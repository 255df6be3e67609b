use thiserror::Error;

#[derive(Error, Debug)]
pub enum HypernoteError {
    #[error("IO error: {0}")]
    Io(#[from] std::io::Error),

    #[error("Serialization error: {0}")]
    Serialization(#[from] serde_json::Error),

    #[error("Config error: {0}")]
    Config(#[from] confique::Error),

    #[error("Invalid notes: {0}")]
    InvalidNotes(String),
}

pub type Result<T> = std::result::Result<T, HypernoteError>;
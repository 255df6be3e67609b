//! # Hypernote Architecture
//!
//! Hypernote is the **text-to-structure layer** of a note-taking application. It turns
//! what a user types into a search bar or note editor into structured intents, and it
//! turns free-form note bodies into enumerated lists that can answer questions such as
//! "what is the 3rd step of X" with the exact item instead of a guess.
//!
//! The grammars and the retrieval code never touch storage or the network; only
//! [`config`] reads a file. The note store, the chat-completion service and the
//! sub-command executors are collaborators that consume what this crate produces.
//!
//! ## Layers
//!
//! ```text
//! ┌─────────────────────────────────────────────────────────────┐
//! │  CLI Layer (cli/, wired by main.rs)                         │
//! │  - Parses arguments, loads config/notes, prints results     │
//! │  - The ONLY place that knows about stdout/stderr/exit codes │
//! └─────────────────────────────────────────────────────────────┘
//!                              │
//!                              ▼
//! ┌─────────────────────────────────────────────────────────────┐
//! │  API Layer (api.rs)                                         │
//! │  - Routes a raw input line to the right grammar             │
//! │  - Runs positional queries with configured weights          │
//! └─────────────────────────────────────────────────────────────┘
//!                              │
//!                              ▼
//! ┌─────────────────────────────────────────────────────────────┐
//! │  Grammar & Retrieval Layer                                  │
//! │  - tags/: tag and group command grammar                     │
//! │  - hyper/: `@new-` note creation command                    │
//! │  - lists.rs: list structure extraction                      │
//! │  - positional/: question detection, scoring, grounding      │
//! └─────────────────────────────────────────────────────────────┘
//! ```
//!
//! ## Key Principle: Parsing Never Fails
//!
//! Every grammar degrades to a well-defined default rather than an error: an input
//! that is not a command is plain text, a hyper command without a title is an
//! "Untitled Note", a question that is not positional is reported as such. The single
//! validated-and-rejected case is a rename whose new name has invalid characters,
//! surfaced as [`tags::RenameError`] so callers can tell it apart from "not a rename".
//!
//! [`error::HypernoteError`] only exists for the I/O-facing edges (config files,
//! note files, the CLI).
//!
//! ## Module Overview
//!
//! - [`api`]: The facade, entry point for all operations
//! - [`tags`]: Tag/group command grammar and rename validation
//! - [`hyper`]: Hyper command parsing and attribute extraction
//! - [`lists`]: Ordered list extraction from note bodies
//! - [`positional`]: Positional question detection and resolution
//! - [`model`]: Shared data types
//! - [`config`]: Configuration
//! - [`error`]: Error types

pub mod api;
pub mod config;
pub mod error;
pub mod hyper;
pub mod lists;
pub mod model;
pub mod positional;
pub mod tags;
•••
Give the number of lines in the listing that contain the word "positional", leaving out all other words.

5